→ **The task**: From the first line of the data through the line containing "mod location;", return each line exactly.

→ **Stored data**:
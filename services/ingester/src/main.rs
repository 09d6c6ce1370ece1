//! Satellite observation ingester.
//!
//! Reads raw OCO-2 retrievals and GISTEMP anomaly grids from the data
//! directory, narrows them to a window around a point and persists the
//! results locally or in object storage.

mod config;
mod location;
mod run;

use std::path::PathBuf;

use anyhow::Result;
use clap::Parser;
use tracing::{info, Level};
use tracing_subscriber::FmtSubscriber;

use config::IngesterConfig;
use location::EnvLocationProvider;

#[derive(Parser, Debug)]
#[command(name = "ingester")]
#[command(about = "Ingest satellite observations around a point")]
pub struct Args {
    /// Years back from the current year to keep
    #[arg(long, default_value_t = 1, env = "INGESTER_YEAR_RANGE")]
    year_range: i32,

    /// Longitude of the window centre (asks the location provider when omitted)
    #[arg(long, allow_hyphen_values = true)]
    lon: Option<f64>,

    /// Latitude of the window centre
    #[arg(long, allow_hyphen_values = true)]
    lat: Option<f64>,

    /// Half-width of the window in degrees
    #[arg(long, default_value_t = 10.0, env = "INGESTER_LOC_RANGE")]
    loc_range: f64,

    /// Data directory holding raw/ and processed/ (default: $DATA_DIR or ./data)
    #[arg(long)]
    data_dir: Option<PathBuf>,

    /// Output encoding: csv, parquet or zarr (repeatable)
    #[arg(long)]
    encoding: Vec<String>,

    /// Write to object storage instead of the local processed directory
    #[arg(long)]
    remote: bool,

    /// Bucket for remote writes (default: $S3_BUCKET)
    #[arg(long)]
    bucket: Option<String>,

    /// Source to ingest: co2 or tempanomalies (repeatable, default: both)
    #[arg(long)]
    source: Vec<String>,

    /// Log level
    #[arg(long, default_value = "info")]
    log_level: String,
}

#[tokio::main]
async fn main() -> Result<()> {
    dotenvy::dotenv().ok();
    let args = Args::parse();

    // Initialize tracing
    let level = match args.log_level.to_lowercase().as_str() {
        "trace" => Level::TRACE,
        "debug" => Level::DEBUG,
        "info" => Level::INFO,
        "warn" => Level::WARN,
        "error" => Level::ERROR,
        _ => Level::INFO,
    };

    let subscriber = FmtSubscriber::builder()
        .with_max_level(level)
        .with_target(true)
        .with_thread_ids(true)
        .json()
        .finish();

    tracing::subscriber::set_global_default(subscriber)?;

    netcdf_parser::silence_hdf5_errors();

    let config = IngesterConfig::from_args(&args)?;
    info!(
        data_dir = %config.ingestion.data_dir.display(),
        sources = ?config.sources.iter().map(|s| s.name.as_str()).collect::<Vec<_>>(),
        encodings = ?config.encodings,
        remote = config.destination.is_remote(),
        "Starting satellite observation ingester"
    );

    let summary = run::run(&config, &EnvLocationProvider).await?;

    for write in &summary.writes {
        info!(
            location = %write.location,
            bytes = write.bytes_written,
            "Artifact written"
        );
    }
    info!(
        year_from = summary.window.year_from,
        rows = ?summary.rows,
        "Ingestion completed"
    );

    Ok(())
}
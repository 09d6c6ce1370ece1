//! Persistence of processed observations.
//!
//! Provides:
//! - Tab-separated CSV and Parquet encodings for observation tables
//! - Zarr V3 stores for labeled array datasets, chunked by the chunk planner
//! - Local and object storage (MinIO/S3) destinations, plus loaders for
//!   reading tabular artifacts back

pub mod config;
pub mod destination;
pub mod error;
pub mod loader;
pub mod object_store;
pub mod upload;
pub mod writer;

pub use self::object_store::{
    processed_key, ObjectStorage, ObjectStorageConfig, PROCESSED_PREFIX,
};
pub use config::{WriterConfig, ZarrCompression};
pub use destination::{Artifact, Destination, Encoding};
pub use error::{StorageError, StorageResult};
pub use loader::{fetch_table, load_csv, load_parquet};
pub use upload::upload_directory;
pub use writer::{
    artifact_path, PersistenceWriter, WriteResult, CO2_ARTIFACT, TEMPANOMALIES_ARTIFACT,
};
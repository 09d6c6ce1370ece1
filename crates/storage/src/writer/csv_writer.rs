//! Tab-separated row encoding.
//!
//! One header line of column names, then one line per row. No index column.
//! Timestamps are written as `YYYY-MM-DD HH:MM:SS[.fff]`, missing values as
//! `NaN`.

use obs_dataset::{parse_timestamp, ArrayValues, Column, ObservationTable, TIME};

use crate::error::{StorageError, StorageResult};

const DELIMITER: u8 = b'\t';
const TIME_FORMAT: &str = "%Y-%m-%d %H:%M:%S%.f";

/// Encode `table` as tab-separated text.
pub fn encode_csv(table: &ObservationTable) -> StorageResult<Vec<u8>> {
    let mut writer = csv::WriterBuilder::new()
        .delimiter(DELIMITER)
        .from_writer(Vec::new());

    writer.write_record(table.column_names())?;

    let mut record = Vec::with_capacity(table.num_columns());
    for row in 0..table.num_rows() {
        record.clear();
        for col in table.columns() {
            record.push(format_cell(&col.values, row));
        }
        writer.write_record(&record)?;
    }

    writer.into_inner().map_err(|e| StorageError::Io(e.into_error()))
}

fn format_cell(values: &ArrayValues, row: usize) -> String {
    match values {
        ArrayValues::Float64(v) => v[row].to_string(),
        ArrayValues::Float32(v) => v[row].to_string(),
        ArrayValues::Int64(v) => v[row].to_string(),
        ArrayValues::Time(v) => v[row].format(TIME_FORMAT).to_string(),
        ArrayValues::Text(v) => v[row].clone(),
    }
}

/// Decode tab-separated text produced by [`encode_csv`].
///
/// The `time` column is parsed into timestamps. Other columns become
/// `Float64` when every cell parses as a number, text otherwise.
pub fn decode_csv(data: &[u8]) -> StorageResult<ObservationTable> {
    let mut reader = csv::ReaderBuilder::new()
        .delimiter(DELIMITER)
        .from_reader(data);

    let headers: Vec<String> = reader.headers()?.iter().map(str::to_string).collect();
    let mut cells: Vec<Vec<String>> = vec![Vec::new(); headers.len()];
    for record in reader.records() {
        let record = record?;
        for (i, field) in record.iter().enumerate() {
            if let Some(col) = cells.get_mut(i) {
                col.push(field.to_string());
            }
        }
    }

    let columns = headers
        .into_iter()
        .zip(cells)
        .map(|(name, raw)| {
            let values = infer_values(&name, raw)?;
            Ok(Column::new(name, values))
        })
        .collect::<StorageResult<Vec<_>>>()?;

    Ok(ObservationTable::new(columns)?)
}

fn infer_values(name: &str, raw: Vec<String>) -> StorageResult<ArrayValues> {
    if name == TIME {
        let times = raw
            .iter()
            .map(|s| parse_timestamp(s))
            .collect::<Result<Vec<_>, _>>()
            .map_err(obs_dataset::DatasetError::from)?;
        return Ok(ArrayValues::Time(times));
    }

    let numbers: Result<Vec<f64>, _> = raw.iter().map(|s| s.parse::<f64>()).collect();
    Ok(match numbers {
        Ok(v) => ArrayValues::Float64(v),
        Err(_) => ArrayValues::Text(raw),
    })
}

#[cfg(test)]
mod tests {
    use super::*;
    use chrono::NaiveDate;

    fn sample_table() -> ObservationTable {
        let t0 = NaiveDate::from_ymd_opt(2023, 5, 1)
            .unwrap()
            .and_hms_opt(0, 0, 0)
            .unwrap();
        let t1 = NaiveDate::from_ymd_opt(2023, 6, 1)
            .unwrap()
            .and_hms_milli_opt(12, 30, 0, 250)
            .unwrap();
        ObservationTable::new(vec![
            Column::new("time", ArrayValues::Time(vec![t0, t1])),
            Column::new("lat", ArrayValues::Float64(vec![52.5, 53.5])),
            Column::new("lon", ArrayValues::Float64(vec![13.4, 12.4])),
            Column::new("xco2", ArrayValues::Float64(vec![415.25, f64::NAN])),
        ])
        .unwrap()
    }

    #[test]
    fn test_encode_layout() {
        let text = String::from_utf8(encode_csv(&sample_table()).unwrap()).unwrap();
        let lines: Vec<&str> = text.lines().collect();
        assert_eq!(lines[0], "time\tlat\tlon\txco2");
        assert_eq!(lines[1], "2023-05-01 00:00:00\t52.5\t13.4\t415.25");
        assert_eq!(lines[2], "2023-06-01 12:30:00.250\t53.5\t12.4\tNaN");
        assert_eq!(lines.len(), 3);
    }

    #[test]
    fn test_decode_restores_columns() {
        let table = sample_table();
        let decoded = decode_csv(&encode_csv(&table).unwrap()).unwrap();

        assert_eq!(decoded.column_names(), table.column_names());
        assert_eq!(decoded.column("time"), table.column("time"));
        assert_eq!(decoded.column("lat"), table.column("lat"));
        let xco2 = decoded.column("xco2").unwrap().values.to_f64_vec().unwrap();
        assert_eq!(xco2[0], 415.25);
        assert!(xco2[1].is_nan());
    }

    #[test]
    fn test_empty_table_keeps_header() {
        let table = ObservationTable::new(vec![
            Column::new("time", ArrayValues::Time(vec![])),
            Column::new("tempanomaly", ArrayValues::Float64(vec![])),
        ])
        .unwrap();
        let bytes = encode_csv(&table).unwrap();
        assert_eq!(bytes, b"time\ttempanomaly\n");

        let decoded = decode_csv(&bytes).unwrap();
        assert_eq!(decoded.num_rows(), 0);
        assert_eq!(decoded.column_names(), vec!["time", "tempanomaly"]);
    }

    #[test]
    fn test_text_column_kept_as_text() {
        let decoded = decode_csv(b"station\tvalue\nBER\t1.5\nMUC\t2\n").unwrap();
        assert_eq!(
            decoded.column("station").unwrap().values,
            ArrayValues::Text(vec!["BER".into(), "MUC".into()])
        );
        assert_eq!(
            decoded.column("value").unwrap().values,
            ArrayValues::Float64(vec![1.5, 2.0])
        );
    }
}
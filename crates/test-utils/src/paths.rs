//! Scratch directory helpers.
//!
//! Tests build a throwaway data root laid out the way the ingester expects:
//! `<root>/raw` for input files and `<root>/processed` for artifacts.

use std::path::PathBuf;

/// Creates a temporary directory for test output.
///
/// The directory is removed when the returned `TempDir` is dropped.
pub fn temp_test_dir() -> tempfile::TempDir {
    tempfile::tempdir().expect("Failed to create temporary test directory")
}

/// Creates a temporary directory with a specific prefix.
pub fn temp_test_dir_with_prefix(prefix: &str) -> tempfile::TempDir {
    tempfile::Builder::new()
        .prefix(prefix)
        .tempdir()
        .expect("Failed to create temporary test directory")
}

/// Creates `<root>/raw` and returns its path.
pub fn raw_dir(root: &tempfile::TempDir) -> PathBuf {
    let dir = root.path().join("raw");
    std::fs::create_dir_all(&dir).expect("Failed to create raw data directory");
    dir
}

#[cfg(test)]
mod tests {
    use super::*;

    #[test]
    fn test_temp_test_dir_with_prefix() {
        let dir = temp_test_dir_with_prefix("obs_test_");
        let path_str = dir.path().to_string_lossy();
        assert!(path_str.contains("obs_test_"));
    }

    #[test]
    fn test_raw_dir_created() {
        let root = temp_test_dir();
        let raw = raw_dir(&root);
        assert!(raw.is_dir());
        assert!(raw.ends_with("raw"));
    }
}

→ **Solution below**:
filename services/ingester/src/main.rs
repository 09d6c6ce1370ece1
//! Satellite observation ingester.
//!
//! Reads raw OCO-2 retrievals and GISTEMP anomaly grids from the data
//! directory, narrows them to a window around a point and persists the
//! results locally or in object storage.

mod config;
mod location;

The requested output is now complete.